[Opening Task inputs section]

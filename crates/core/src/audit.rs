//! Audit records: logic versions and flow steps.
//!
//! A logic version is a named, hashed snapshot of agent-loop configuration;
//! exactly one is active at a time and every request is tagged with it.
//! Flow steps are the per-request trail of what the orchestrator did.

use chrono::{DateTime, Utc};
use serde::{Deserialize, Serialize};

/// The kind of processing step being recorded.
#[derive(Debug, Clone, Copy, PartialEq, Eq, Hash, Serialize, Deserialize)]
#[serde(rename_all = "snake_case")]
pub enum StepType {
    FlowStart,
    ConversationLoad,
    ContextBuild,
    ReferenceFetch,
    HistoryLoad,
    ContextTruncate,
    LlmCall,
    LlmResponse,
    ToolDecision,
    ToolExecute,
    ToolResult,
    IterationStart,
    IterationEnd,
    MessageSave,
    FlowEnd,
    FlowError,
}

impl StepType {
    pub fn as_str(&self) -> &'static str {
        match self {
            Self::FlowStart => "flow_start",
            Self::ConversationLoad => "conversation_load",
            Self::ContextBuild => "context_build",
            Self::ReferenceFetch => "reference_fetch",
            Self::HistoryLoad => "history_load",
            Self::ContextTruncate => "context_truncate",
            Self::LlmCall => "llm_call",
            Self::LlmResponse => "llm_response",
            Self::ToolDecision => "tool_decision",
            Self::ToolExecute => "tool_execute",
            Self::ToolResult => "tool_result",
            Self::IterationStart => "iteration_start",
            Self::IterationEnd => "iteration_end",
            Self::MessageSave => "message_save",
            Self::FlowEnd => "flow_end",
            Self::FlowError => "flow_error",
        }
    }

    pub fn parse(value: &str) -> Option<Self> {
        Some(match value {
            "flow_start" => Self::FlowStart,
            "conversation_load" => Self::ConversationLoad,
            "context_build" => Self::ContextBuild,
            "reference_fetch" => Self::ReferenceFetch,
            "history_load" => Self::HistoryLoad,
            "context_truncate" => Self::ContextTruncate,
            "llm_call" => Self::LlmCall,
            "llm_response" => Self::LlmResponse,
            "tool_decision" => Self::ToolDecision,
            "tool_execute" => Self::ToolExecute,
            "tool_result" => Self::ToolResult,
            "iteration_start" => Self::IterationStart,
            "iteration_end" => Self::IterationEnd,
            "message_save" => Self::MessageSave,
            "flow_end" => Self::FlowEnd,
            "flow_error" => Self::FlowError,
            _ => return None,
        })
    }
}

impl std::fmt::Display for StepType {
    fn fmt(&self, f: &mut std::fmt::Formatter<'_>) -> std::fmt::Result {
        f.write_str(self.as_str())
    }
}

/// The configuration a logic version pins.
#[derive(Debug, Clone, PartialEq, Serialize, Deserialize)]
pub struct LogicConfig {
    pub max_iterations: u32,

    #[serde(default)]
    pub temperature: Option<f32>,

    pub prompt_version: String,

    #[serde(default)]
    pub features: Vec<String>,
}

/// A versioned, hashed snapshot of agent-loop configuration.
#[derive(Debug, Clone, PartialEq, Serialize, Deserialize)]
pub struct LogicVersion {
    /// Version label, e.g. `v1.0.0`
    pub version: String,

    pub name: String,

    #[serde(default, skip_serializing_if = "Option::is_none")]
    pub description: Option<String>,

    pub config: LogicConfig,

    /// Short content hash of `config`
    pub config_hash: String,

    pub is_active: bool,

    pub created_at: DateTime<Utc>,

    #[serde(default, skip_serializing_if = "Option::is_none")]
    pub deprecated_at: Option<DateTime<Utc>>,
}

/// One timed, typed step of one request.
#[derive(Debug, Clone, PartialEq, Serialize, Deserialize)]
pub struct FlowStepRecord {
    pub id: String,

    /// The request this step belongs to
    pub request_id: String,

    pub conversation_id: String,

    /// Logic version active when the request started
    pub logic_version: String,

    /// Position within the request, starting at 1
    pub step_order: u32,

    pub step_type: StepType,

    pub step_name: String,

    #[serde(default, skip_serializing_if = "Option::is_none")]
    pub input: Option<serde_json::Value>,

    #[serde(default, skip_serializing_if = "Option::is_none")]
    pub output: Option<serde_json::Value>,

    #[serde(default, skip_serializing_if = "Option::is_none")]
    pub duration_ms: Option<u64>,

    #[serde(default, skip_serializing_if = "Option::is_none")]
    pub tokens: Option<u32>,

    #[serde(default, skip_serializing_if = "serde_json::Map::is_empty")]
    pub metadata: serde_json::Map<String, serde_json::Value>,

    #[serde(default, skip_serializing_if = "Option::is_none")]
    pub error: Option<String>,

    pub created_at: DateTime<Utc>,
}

[Closing Task inputs section]
[Opening Task inputs section]

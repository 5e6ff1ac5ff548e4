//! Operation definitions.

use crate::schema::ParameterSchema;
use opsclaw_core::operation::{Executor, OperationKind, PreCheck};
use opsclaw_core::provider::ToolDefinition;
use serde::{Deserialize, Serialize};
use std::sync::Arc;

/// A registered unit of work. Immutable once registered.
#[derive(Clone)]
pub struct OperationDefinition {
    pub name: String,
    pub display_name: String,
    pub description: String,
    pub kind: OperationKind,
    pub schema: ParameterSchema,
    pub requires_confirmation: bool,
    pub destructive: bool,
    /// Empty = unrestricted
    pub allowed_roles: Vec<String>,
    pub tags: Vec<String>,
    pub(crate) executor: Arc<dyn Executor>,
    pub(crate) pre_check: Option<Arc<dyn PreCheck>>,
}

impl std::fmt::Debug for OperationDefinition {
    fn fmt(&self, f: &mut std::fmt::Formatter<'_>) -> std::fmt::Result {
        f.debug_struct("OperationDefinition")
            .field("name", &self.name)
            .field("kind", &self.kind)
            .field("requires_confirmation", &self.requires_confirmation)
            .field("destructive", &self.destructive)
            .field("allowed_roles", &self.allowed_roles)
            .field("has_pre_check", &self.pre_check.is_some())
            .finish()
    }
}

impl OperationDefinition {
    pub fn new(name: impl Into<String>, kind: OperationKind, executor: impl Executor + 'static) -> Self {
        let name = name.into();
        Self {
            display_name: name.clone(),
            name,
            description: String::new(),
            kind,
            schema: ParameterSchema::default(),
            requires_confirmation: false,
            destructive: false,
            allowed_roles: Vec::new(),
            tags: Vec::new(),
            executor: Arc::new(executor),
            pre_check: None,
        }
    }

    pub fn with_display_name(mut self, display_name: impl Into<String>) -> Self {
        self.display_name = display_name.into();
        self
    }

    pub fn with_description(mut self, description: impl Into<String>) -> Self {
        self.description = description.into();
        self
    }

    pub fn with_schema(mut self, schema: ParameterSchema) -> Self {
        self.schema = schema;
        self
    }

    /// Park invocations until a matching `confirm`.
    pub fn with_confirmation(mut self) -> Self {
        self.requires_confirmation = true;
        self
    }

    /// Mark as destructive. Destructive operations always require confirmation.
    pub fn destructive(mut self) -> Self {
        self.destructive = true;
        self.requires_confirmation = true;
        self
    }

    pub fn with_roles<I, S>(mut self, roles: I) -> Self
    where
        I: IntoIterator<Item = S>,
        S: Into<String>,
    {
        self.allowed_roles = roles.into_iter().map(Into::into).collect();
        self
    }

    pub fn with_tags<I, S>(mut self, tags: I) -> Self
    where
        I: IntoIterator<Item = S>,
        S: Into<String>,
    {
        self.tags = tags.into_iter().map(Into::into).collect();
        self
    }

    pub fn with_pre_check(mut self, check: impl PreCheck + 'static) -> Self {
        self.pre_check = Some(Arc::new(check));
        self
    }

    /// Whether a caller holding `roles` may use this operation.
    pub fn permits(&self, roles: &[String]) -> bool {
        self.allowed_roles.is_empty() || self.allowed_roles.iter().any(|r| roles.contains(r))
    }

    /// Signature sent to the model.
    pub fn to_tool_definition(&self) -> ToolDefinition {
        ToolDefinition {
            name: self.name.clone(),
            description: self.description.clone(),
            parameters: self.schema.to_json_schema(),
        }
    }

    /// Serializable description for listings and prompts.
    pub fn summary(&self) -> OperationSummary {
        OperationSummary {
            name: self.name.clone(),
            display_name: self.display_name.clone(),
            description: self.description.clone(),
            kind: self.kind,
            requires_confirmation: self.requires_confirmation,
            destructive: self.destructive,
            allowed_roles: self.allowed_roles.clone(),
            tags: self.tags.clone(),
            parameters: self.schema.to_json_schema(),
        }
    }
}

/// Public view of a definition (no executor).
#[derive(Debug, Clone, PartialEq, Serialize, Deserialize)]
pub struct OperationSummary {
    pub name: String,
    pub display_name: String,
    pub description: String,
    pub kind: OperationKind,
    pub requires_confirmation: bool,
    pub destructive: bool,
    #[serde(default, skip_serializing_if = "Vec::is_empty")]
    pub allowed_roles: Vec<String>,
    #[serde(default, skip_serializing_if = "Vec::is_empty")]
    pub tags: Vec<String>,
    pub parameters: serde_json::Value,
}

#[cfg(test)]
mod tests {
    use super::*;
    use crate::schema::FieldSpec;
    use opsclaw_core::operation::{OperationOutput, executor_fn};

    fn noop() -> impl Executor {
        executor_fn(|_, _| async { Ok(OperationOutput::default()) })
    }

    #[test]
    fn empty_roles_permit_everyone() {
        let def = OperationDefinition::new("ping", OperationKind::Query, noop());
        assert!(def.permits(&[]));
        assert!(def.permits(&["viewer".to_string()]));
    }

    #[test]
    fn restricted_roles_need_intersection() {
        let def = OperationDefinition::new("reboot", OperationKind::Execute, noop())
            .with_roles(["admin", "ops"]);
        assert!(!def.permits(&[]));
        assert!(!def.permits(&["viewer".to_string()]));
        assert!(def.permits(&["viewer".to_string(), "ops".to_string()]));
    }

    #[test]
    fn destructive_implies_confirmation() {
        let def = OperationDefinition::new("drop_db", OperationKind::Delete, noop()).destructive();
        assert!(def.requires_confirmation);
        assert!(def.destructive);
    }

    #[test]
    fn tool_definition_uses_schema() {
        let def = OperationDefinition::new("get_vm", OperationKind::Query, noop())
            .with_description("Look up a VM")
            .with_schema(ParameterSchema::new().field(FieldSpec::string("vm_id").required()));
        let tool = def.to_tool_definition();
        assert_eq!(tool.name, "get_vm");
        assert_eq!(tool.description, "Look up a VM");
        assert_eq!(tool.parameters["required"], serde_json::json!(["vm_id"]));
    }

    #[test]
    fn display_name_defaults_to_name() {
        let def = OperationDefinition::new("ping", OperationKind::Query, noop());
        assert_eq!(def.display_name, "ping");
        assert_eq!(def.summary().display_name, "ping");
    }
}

[Closing Task inputs section]

Task statement: Tally the lines of the material in which the string "MessageSave" occurs, and present only that tally.

Answer to the exercise: 3